The Advantages and Disadvantages of an Independant Financial Advisor
Independant Financial Advisors
An Independant financial advisor can be used for many different things in the world of finance. They can perform a whole number of tasks, both large and small, that can be provided to you completely free. An independant financial advisor can help you with a mortgage, house insurance, car insurance, setting up savings accounts etc, and whilst they are best know for giving you great advice and options, it should also be noted that most independant financial advisors will also complete all of the paperwork for you - for free! So howcomes an Independant Financial Advisor is able to offer you his or her services completely free of charge? The clear question is what is it in it for them!?..
When your Independant Financial Advisor sets up your mortgage, house insurance, car insurance, life insurance etc - he will receive a referral fee from either the bank or insurance company etc, for pointing you in their direction. Therefore when you take a second to digest this, you will release that you are getting someone to do all of the ground work for you which should lead to you getting the best deal, and the advisor is gaining commission which means that everybody is a winner! Fantastic or is it?
What you need to look out for when hiring an independant financial advisor (IFA) is that they will always be steering you towards a particular product or service. For example if the IFA is receiving a referral fee of 10% from one car insurance company, and only 2% from another; then it makes perfect sense that it is in their interest to sell you the insurance from the company offering the better commission.
So therefore what are the basic benefits of an IFA.
- They are completely free - never pay for one!
- They do all of the neccessary ground work for you.
- Complete tricky forms for you.
- Make the difficult phone calls for you and sit in long queues playing ABBA.
- Excellent for those who have restricted time.
Now lets take a look at the disadvantages of an IFA.

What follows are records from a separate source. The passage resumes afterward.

//! Per-question state machine.
//!
//! Each question moves through:
//! - Idle -> Pending (question shown, request issued)
//! - Pending -> Idle (answer committed, or question rolled back)
//!
//! There is no failed state: a question that cannot be answered is removed.

use std::fmt;

/// Whether a question is awaiting its answer.
#[derive(Debug, Clone, Copy, PartialEq, Eq, Hash, Default)]
pub enum AskState {
    /// No question outstanding. Ready to ask.
    #[default]
    Idle,
    /// A question is shown and its request is in flight.
    Pending,
}

impl fmt::Display for AskState {
    fn fmt(&self, f: &mut fmt::Formatter<'_>) -> fmt::Result {
        match self {
            AskState::Idle => write!(f, "Idle"),
            AskState::Pending => write!(f, "Pending"),
        }
    }
}

impl AskState {
    /// Returns whether a transition from `self` to `target` is valid.
    pub fn can_transition_to(&self, target: &AskState) -> bool {
        matches!(
            (self, target),
            (AskState::Idle, AskState::Pending) | (AskState::Pending, AskState::Idle)
        )
    }
}

/// How a pending question left the `Pending` state.
#[derive(Debug, Clone, Copy, PartialEq, Eq)]
pub enum AskOutcome {
    Committed,
    RolledBack,
}

impl fmt::Display for AskOutcome {
    fn fmt(&self, f: &mut fmt::Formatter<'_>) -> fmt::Result {
        match self {
            AskOutcome::Committed => write!(f, "commit"),
            AskOutcome::RolledBack => write!(f, "rollback"),
        }
    }
}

- They will aim to get you to buy the insurance that offers them the biggest commission rate.
- Not all companies offer referalls or commissions to IFA's and therefore they are out of the questions immediately.
- You will not always get the best deal on the market, but you might still get a pretty good one.
- Most IFA's can be a little patronising because they do not realise that you know what they are up to.
- The work they actually do for the money they get is usually quite little.
The best IFA's are those that have been recommended to you through friends or family. Sometimes they will even pay your friends for recommending them which is a nice gesture. As long as you keep the above points in mind you will be sure not to get yourself into too much trouble - just remember why are they are doing, and what you need them to do. If you can meet half way and are both happy with the outcomes then everyones a winner.
In order to find an Independant Financial Advisor you should have to look no further than the internet. It is their duty to come to your house or meet you somewhere that you would like to meet. There is no need to go out of your way because they need your business. There are such things as online financial advisors who will have a conversation with you online and then search everything for you at their desk. It does work but you never know what the person is like at the other end.
There is an increase of young students that are searching for jobs as a Financial Advisor or a trainee advisor and who can blame them. The work isn't too difficult and you are completely self employed. In order to be an official IFA you should be a memeber of the Independant Financial Advisors Association. Independant Mortgage Advisors are the most commonly searched for IFA on the internet.
The Summary
There are both positives and negatives to obtaining indepant financial advice, but the most important things look remember is that you will not get a quote from all the providers of a service, and also you may be steered towards something more expensive because the IFA will take a bigger earning from it. As long as you bare this in mind you should be just fine.